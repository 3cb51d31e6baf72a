//! Review moderation endpoints (admin only).

use axum::{extract::State, Json};
use std::sync::Arc;

use super::auth::AuthUser;
use super::error::ApiError;
use super::extract::{ApiJson, ApiPath};
use crate::db::{PendingReview, PendingReviewRow, Review, ReviewStatus, UpdateReviewStatusRequest};
use crate::AppState;

/// Parse a requested moderation status. Only terminal states can be requested.
fn parse_target_status(status: &str) -> Result<ReviewStatus, ApiError> {
    match status.parse::<ReviewStatus>() {
        Ok(target) if target.is_terminal() => Ok(target),
        _ => Err(ApiError::validation_field(
            "status",
            "Status must be one of: APPROVED, REJECTED",
        )),
    }
}

/// List reviews waiting for moderation, newest first
///
/// GET /api/admin/reviews
pub async fn list_pending_reviews(
    State(state): State<Arc<AppState>>,
) -> Result<Json<Vec<PendingReview>>, ApiError> {
    let rows = sqlx::query_as::<_, PendingReviewRow>(
        r#"
        SELECT r.*, u.name AS user_name, u.email AS user_email, b.name AS business_name
        FROM reviews r
        JOIN users u ON u.id = r.user_id
        JOIN businesses b ON b.id = r.business_id
        WHERE r.status = 'PENDING'
        ORDER BY r.created_at DESC, r.rowid DESC
        "#,
    )
    .fetch_all(&state.db)
    .await?;

    Ok(Json(rows.into_iter().map(PendingReview::from).collect()))
}

/// Approve or reject a pending review
///
/// PATCH /api/admin/reviews/:id
pub async fn update_review_status(
    State(state): State<Arc<AppState>>,
    admin: AuthUser,
    ApiPath(id): ApiPath<String>,
    ApiJson(req): ApiJson<UpdateReviewStatusRequest>,
) -> Result<Json<Review>, ApiError> {
    let target = parse_target_status(&req.status)?;

    let mut review = sqlx::query_as::<_, Review>("SELECT * FROM reviews WHERE id = ?")
        .bind(&id)
        .fetch_optional(&state.db)
        .await?
        .ok_or_else(|| ApiError::not_found("Review not found"))?;

    let current = review
        .status_enum()
        .ok_or_else(|| ApiError::internal("Review has an unknown status"))?;

    if !current.can_transition_to(target) {
        return Err(ApiError::conflict(format!(
            "Review has already been {}",
            current.as_str().to_lowercase()
        )));
    }

    if current != target {
        sqlx::query("UPDATE reviews SET status = ? WHERE id = ?")
            .bind(target.as_str())
            .bind(&id)
            .execute(&state.db)
            .await?;
        review.status = target.as_str().to_string();

        tracing::info!(
            review_id = %id,
            status = %target,
            admin_id = %admin.user_id,
            "Review moderated"
        );
    }

    Ok(Json(review))
}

*ASSIGNMENT*. Return every line of the listing above that contains "admin".

*RESULT OF THE EXERCISE*.
//! Review moderation endpoints (admin only).
/// GET /api/admin/reviews
/// PATCH /api/admin/reviews/:id
    admin: AuthUser,
            admin_id = %admin.user_id,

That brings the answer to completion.